Given records:

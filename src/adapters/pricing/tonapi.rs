//! TonAPI Provider
//!
//! Jetton rates from TonAPI's /v2/rates endpoint, quoted against TON. Second
//! in the TON fallback order after Dexscreener.

use std::time::Duration;

use async_trait::async_trait;
use chrono::Utc;
use reqwest::Client;
use rust_decimal::prelude::{FromPrimitive, ToPrimitive};
use rust_decimal::Decimal;
use serde::Deserialize;

use crate::domain::{Chain, MarketSnapshot, Quote, SwapDirection};
use crate::ports::pricing::{PriceProvider, ProviderError, QuoteQuery};

const PROVIDER_NAME: &str = "tonapi";

#[derive(Debug, Clone)]
pub struct TonapiConfig {
    pub api_url: String,
    pub api_key: Option<String>,
    pub timeout: Duration,
}

impl Default for TonapiConfig {
    fn default() -> Self {
        Self {
            api_url: "https://tonapi.io".to_string(),
            api_key: None,
            timeout: Duration::from_secs(5),
        }
    }
}

pub struct TonapiProvider {
    config: TonapiConfig,
    http: Client,
}

#[derive(Debug, Deserialize)]
struct RatesResponse {
    #[serde(default)]
    rates: std::collections::HashMap<String, RateEntry>,
}

#[derive(Debug, Deserialize)]
struct RateEntry {
    #[serde(default)]
    prices: std::collections::HashMap<String, f64>,
}

impl TonapiProvider {
    pub fn new(config: TonapiConfig) -> Result<Self, ProviderError> {
        let http = Client::builder().timeout(config.timeout).build()?;
        Ok(Self { config, http })
    }

    fn output_from_price(query: &QuoteQuery, price_in_ton: f64) -> Option<u64> {
        let price = Decimal::from_f64(price_in_ton).filter(|p| *p > Decimal::ZERO)?;
        let amount = Decimal::from(query.amount_raw);
        let output = match query.direction {
            SwapDirection::NativeToToken => amount.checked_div(price)?,
            SwapDirection::TokenToNative => amount.checked_mul(price)?,
        };
        output.to_u64().filter(|raw| *raw > 0)
    }
}

#[async_trait]
impl PriceProvider for TonapiProvider {
    fn name(&self) -> &'static str {
        PROVIDER_NAME
    }

    fn supports(&self, chain: Chain) -> bool {
        chain == Chain::Ton
    }

    async fn try_quote(&self, query: &QuoteQuery) -> Result<Option<Quote>, ProviderError> {
        let url = format!("{}/v2/rates", self.config.api_url);
        let mut req = self.http.get(&url).query(&[
            ("tokens", query.counter_asset.as_str()),
            ("currencies", "ton"),
        ]);
        if let Some(key) = &self.config.api_key {
            req = req.bearer_auth(key);
        }

        let response = req.send().await?;
        let status = response.status();
        if !status.is_success() {
            return Err(ProviderError::BadStatus {
                provider: PROVIDER_NAME,
                status: status.as_u16(),
            });
        }
        let body: RatesResponse = response.json().await.map_err(|e| ProviderError::Malformed {
            provider: PROVIDER_NAME,
            detail: e.to_string(),
        })?;

        // TonAPI may key the response by the raw address form
        let entry = body
            .rates
            .get(&query.counter_asset)
            .or_else(|| body.rates.values().next());
        let Some(price) = entry.and_then(|e| e.prices.get("TON")).copied() else {
            return Ok(None);
        };

        Ok(Self::output_from_price(query, price).map(|output_amount_raw| Quote {
            output_amount_raw,
            price_impact_pct: None,
            source: PROVIDER_NAME,
            fetched_at: Utc::now(),
            market: MarketSnapshot::default(),
        }))
    }
}
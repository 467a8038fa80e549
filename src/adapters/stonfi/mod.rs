//! STON.fi Adapter
//!
//! Swap simulation client and router v2 message payloads for the TON chain
//! adapter's build step.

pub mod client;
pub mod payload;

pub use client::{StonfiClient, StonfiConfig, SwapSimulation, PTON_MAINNET};
pub use payload::{jetton_transfer_body, swap_body, ton_transfer_body};
//! Domain Layer - Core swap pipeline logic
//!
//! Pure types and arithmetic with no I/O: amount-unit conversion, swap
//! requests/results, the gas-reserve policy and post-trade balance
//! reconciliation. External interactions happen through the ports layer.

pub mod amounts;
pub mod reconcile;
pub mod reserve;
pub mod swap;

pub use amounts::{min_output_raw, to_human_unit, to_smallest_unit, AmountError};
pub use reconcile::{settle, Settlement};
pub use reserve::{check_funds, gas_reserve, Shortfall};
pub use swap::{
    Chain, InputError, MarketSnapshot, Quote, SwapDirection, SwapRequest, SwapResult, SwapStatus,
};
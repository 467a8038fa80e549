//! Jupiter Price Provider
//!
//! price/v2 lookups with wSOL as the vs-token, so prices come back in SOL
//! per token. Instantiated twice in the fallback order: keyless first, then
//! an authenticated instance when an API key is configured.

use std::collections::HashMap;
use std::time::Duration;

use async_trait::async_trait;
use chrono::Utc;
use reqwest::Client;
use rust_decimal::prelude::ToPrimitive;
use rust_decimal::Decimal;
use serde::Deserialize;

use crate::adapters::jupiter::WSOL_MINT;
use crate::domain::{Chain, MarketSnapshot, Quote, SwapDirection};
use crate::ports::pricing::{PriceProvider, ProviderError, QuoteQuery};

#[derive(Debug, Clone)]
pub struct JupiterPriceConfig {
    pub api_url: String,
    pub api_key: Option<String>,
    pub timeout: Duration,
}

impl Default for JupiterPriceConfig {
    fn default() -> Self {
        Self {
            api_url: "https://api.jup.ag".to_string(),
            api_key: None,
            timeout: Duration::from_secs(5),
        }
    }
}

pub struct JupiterPriceProvider {
    config: JupiterPriceConfig,
    http: Client,
    name: &'static str,
}

#[derive(Debug, Deserialize)]
struct PriceResponse {
    #[serde(default)]
    data: HashMap<String, Option<PriceEntry>>,
}

#[derive(Debug, Deserialize)]
struct PriceEntry {
    /// Price as a decimal string, in units of the vs token
    price: String,
}

impl JupiterPriceProvider {
    pub fn new(config: JupiterPriceConfig) -> Result<Self, ProviderError> {
        let http = Client::builder().timeout(config.timeout).build()?;
        let name = if config.api_key.is_some() {
            "jupiter-price-auth"
        } else {
            "jupiter-price"
        };
        Ok(Self { config, http, name })
    }

    fn output_from_price(query: &QuoteQuery, price_in_sol: Decimal) -> Option<u64> {
        if price_in_sol <= Decimal::ZERO {
            return None;
        }
        let amount = Decimal::from(query.amount_raw);
        let output = match query.direction {
            SwapDirection::NativeToToken => amount.checked_div(price_in_sol)?,
            SwapDirection::TokenToNative => amount.checked_mul(price_in_sol)?,
        };
        output.to_u64().filter(|raw| *raw > 0)
    }
}

#[async_trait]
impl PriceProvider for JupiterPriceProvider {
    fn name(&self) -> &'static str {
        self.name
    }

    fn supports(&self, chain: Chain) -> bool {
        chain == Chain::Solana
    }

    async fn try_quote(&self, query: &QuoteQuery) -> Result<Option<Quote>, ProviderError> {
        let url = format!("{}/price/v2", self.config.api_url);
        let mut req = self.http.get(&url).query(&[
            ("ids", query.counter_asset.as_str()),
            ("vsToken", WSOL_MINT),
        ]);
        if let Some(key) = &self.config.api_key {
            req = req.header("x-api-key", key);
        }

        let response = req.send().await?;
        let status = response.status();
        if !status.is_success() {
            return Err(ProviderError::BadStatus {
                provider: self.name,
                status: status.as_u16(),
            });
        }
        let body: PriceResponse = response.json().await.map_err(|e| ProviderError::Malformed {
            provider: self.name,
            detail: e.to_string(),
        })?;

        let Some(Some(entry)) = body.data.get(&query.counter_asset) else {
            return Ok(None);
        };
        let Ok(price) = entry.price.parse::<Decimal>() else {
            return Ok(None);
        };

        Ok(Self::output_from_price(query, price).map(|output_amount_raw| Quote {
            output_amount_raw,
            price_impact_pct: None,
            source: self.name,
            fetched_at: Utc::now(),
            market: MarketSnapshot::default(),
        }))
    }
}
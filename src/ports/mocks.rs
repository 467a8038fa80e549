//! Recording mocks for the port traits. Call counts and scripted responses
//! let tests assert both outcomes and the exact sequence of side effects
//! (e.g. "no balance or signing calls after all providers failed").

use std::collections::VecDeque;
use std::sync::atomic::{AtomicUsize, Ordering};
use std::sync::Mutex;
use std::time::Duration;

use async_trait::async_trait;
use chrono::Utc;
use zeroize::Zeroizing;

use crate::domain::{Chain, MarketSnapshot, Quote, SwapDirection};
use crate::ports::chain::{
    ChainAdapter, ChainError, SignedSwapTx, SwapBuildParams, UnsignedPayload, UnsignedSwapTx,
};
use crate::ports::pricing::{PriceProvider, ProviderError, QuoteQuery};
use crate::ports::secrets::{SecretCodec, SecretError, SecretMaterial};

/// Build a plain quote for scripting mocks
pub fn test_quote(source: &'static str, output_amount_raw: u64) -> Quote {
    Quote {
        output_amount_raw,
        price_impact_pct: Some(0.1),
        source,
        fetched_at: Utc::now(),
        market: MarketSnapshot::default(),
    }
}

/// Scripted price provider: returns its responses in order, repeating the
/// last one, and records every query it sees.
pub struct MockPriceProvider {
    name: &'static str,
    chain: Option<Chain>,
    responses: Mutex<VecDeque<Result<Option<Quote>, String>>>,
    delay: Option<Duration>,
    calls: AtomicUsize,
}

impl MockPriceProvider {
    pub fn new(name: &'static str) -> Self {
        Self {
            name,
            chain: None,
            responses: Mutex::new(VecDeque::new()),
            delay: None,
            calls: AtomicUsize::new(0),
        }
    }

    /// Restrict the provider to one chain (default: supports all)
    pub fn for_chain(mut self, chain: Chain) -> Self {
        self.chain = Some(chain);
        self
    }

    pub fn with_quote(self, quote: Quote) -> Self {
        self.responses.lock().unwrap().push_back(Ok(Some(quote)));
        self
    }

    pub fn with_no_data(self) -> Self {
        self.responses.lock().unwrap().push_back(Ok(None));
        self
    }

    pub fn with_error(self, detail: &str) -> Self {
        self.responses
            .lock()
            .unwrap()
            .push_back(Err(detail.to_string()));
        self
    }

    /// Delay every response; used to drive the router's timeout path
    pub fn with_delay(mut self, delay: Duration) -> Self {
        self.delay = Some(delay);
        self
    }

    pub fn call_count(&self) -> usize {
        self.calls.load(Ordering::SeqCst)
    }
}

#[async_trait]
impl PriceProvider for MockPriceProvider {
    fn name(&self) -> &'static str {
        self.name
    }

    fn supports(&self, chain: Chain) -> bool {
        self.chain.map_or(true, |c| c == chain)
    }

    async fn try_quote(&self, _query: &QuoteQuery) -> Result<Option<Quote>, ProviderError> {
        self.calls.fetch_add(1, Ordering::SeqCst);
        if let Some(delay) = self.delay {
            tokio::time::sleep(delay).await;
        }
        let scripted = {
            let mut responses = self.responses.lock().unwrap();
            if responses.len() > 1 {
                responses.pop_front()
            } else {
                responses.front().cloned()
            }
        };
        match scripted {
            Some(Ok(quote)) => Ok(quote),
            Some(Err(detail)) => Err(ProviderError::Malformed {
                provider: self.name,
                detail,
            }),
            None => Ok(None),
        }
    }
}

/// Scripted chain adapter with per-method call counters.
///
/// Balances and submit results are consumed as sequences (front first, last
/// repeats) so a test can model pre/post-swap snapshots and flaky RPC.
pub struct MockChainAdapter {
    chain: Chain,
    accept_any_address: bool,
    balances: Mutex<VecDeque<Result<u64, ChainError>>>,
    build_result: Mutex<Option<Result<UnsignedSwapTx, ChainError>>>,
    last_build_params: Mutex<Option<SwapBuildParams>>,
    sign_result: Mutex<Option<Result<String, ChainError>>>,
    submit_results: Mutex<VecDeque<Result<String, ChainError>>>,
    pub balance_calls: AtomicUsize,
    pub build_calls: AtomicUsize,
    pub sign_calls: AtomicUsize,
    pub submit_calls: AtomicUsize,
}

impl MockChainAdapter {
    pub fn new(chain: Chain) -> Self {
        Self {
            chain,
            accept_any_address: true,
            balances: Mutex::new(VecDeque::new()),
            build_result: Mutex::new(None),
            last_build_params: Mutex::new(None),
            sign_result: Mutex::new(None),
            submit_results: Mutex::new(VecDeque::new()),
            balance_calls: AtomicUsize::new(0),
            build_calls: AtomicUsize::new(0),
            sign_calls: AtomicUsize::new(0),
            submit_calls: AtomicUsize::new(0),
        }
    }

    pub fn rejecting_addresses(mut self) -> Self {
        self.accept_any_address = false;
        self
    }

    pub fn with_balance(self, raw: u64) -> Self {
        self.balances.lock().unwrap().push_back(Ok(raw));
        self
    }

    pub fn with_balance_error(self, err: ChainError) -> Self {
        self.balances.lock().unwrap().push_back(Err(err));
        self
    }

    pub fn with_build(self, tx: UnsignedSwapTx) -> Self {
        *self.build_result.lock().unwrap() = Some(Ok(tx));
        self
    }

    pub fn with_build_error(self, err: ChainError) -> Self {
        *self.build_result.lock().unwrap() = Some(Err(err));
        self
    }

    pub fn with_sign_error(self, err: ChainError) -> Self {
        *self.sign_result.lock().unwrap() = Some(Err(err));
        self
    }

    pub fn with_submit_ok(self, tx_id: &str) -> Self {
        self.submit_results
            .lock()
            .unwrap()
            .push_back(Ok(tx_id.to_string()));
        self
    }

    pub fn with_submit_error(self, err: ChainError) -> Self {
        self.submit_results.lock().unwrap().push_back(Err(err));
        self
    }

    /// Parameters the executor handed to the most recent build call
    pub fn last_build_params(&self) -> Option<SwapBuildParams> {
        self.last_build_params.lock().unwrap().clone()
    }

    /// A plausible unsigned tx for tests
    pub fn test_unsigned(chain: Chain, attached_value_raw: u64) -> UnsignedSwapTx {
        let payload = match chain {
            Chain::Solana => UnsignedPayload::Solana {
                tx_base64: "AQAB".to_string(),
            },
            Chain::Ton => UnsignedPayload::Ton {
                wallet_address: "UQCxE6mUtQJKFnGfaROTKOt1lZbDiiX1kCixRv7Nw2Id_sDs".to_string(),
                dest: "EQCxE6mUtQJKFnGfaROTKOt1lZbDiiX1kCixRv7Nw2Id_sDs".to_string(),
                bounce: true,
                body_boc: vec![0xb5, 0xee, 0x9c, 0x72],
                seqno: 7,
            },
        };
        UnsignedSwapTx {
            chain,
            attached_value_raw,
            payload,
        }
    }
}

#[async_trait]
impl ChainAdapter for MockChainAdapter {
    fn chain(&self) -> Chain {
        self.chain
    }

    fn validate_address(&self, address: &str) -> bool {
        self.accept_any_address && !address.is_empty()
    }

    async fn native_balance(&self, _address: &str) -> Result<u64, ChainError> {
        self.balance_calls.fetch_add(1, Ordering::SeqCst);
        let mut balances = self.balances.lock().unwrap();
        let next = if balances.len() > 1 {
            balances.pop_front()
        } else {
            balances.front().cloned()
        };
        next.unwrap_or(Err(ChainError::RpcUnavailable(
            "no balance scripted".to_string(),
        )))
    }

    async fn build_swap_tx(&self, params: &SwapBuildParams) -> Result<UnsignedSwapTx, ChainError> {
        self.build_calls.fetch_add(1, Ordering::SeqCst);
        *self.last_build_params.lock().unwrap() = Some(params.clone());
        // Native value only moves on buys; sells spend the token side
        let attached = match params.direction {
            SwapDirection::NativeToToken => params.amount_raw,
            SwapDirection::TokenToNative => 0,
        };
        self.build_result
            .lock()
            .unwrap()
            .clone()
            .unwrap_or_else(|| Ok(Self::test_unsigned(self.chain, attached)))
    }

    fn sign(
        &self,
        tx: &UnsignedSwapTx,
        _secret: &SecretMaterial,
    ) -> Result<SignedSwapTx, ChainError> {
        self.sign_calls.fetch_add(1, Ordering::SeqCst);
        match self.sign_result.lock().unwrap().clone() {
            Some(Err(e)) => Err(e),
            Some(Ok(tx_id)) => Ok(SignedSwapTx {
                chain: tx.chain,
                tx_id,
                raw: vec![1, 2, 3],
            }),
            None => Ok(SignedSwapTx {
                chain: tx.chain,
                tx_id: "mock-tx-id".to_string(),
                raw: vec![1, 2, 3],
            }),
        }
    }

    async fn submit(&self, _tx: &SignedSwapTx) -> Result<String, ChainError> {
        self.submit_calls.fetch_add(1, Ordering::SeqCst);
        let mut results = self.submit_results.lock().unwrap();
        let next = if results.len() > 1 {
            results.pop_front()
        } else {
            results.front().cloned()
        };
        next.unwrap_or(Err(ChainError::SubmissionFailed(
            "no submit result scripted".to_string(),
        )))
    }
}

/// Identity codec: "ciphertext" is the plaintext. Flip `fail` to model a
/// corrupted store / wrong cipher key.
pub struct MockSecretCodec {
    pub fail: bool,
}

impl MockSecretCodec {
    pub fn new() -> Self {
        Self { fail: false }
    }

    pub fn failing() -> Self {
        Self { fail: true }
    }
}

impl Default for MockSecretCodec {
    fn default() -> Self {
        Self::new()
    }
}

impl SecretCodec for MockSecretCodec {
    fn encrypt(&self, plaintext: &[u8]) -> Result<Vec<u8>, SecretError> {
        Ok(plaintext.to_vec())
    }

    fn decrypt(&self, ciphertext: &[u8]) -> Result<Zeroizing<Vec<u8>>, SecretError> {
        if self.fail {
            return Err(SecretError::DecryptionFailed);
        }
        Ok(Zeroizing::new(ciphertext.to_vec()))
    }
}

/// Query helper for provider tests
pub fn test_query(chain: Chain, amount_raw: u64) -> QuoteQuery {
    QuoteQuery {
        chain,
        direction: SwapDirection::NativeToToken,
        counter_asset: match chain {
            Chain::Solana => "EPjFWdd5AufqSSqeM2qN1xzybapC8G4wEGGkZwyTDt1v".to_string(),
            Chain::Ton => "EQCxE6mUtQJKFnGfaROTKOt1lZbDiiX1kCixRv7Nw2Id_sDs".to_string(),
        },
        amount_raw,
        slippage_bps: 50,
    }
}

Task goal:
How many lines of the material above hold the string "plaintext"? Reply with the number and nothing else.

Result for this task:
3